§ EXERCISE INSTRUCTIONS
The response should contain only those lines of the entries below that include the string "monitoring".

Saved entries:
+ + + +
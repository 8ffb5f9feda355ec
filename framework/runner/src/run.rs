use std::path::Path;

use crate::config::RunConfig;
use crate::error::OrchestratorResult;
use crate::executor::{execute_spec, ExecuteOptions, RunResult};
use crate::invocation::{build_invocation, CommandSpec};
use crate::monitor::MonitorTarget;
use crate::output::prepare_output_directory;

/// Turns a [`RunConfig`] into a completed load-test run.
///
/// A run goes `Preparing -> Invoking -> Completed` with no retries. Any error is returned before
/// the engine is started, apart from a failure to wait on the engine process.
#[derive(Debug, Clone, Default)]
pub struct Orchestrator {
    options: ExecuteOptions,
}

impl Orchestrator {
    pub fn new() -> Self {
        Self::default()
    }

    /// Show a progress bar while the engine is running.
    pub fn with_progress(mut self, progress: bool) -> Self {
        self.options.progress = progress;
        self
    }

    /// Sample resource usage of the target server process while the engine is running.
    pub fn with_monitor(mut self, target: Option<MonitorTarget>) -> Self {
        self.options.monitor = target;
        self
    }

    pub fn prepare_output_directory(&self, path: &Path) -> OrchestratorResult<()> {
        prepare_output_directory(path)
    }

    pub fn build_invocation(&self, config: &RunConfig) -> CommandSpec {
        build_invocation(config)
    }

    /// Run the engine and wait for it to exit.
    pub fn execute(&self, spec: &CommandSpec) -> OrchestratorResult<RunResult> {
        execute_spec(spec, &self.options)
    }

    /// Prepare the output directory, build the invocation and execute it.
    pub fn run(&self, config: &RunConfig) -> OrchestratorResult<RunResult> {
        log::info!(
            "Preparing run '{}' in '{}'",
            config.run_label(),
            config.output_directory().display()
        );
        self.prepare_output_directory(config.output_directory())?;

        let spec = self.build_invocation(config);
        log::info!(
            "Invoking '{}' against {} with {} users for {}s",
            spec.program(),
            config.target_host(),
            config.user_count(),
            spec.planned_runtime().as_secs_f64()
        );
        let result = self.execute(&spec)?;

        log::info!(
            "Completed run '{}' in {:.1}s with exit code {}",
            config.run_label(),
            result.elapsed.as_secs_f64(),
            result.exit_code
        );

        Ok(result)
    }
}

/// Run the engine described by `spec` and wait for it to exit, without progress or monitoring.
pub fn execute(spec: &CommandSpec) -> OrchestratorResult<RunResult> {
    Orchestrator::default().execute(spec)
}

/// Run a load test as described by `config`, without progress or monitoring.
///
/// This is the entry point for callers that just want a [`RunResult`].
pub fn run(config: &RunConfig) -> OrchestratorResult<RunResult> {
    Orchestrator::default().run(config)
}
+ + + +
§ EXERCISE ANSWER
/// Run the engine described by `spec` and wait for it to exit, without progress or monitoring.
/// Run a load test as described by `config`, without progress or monitoring.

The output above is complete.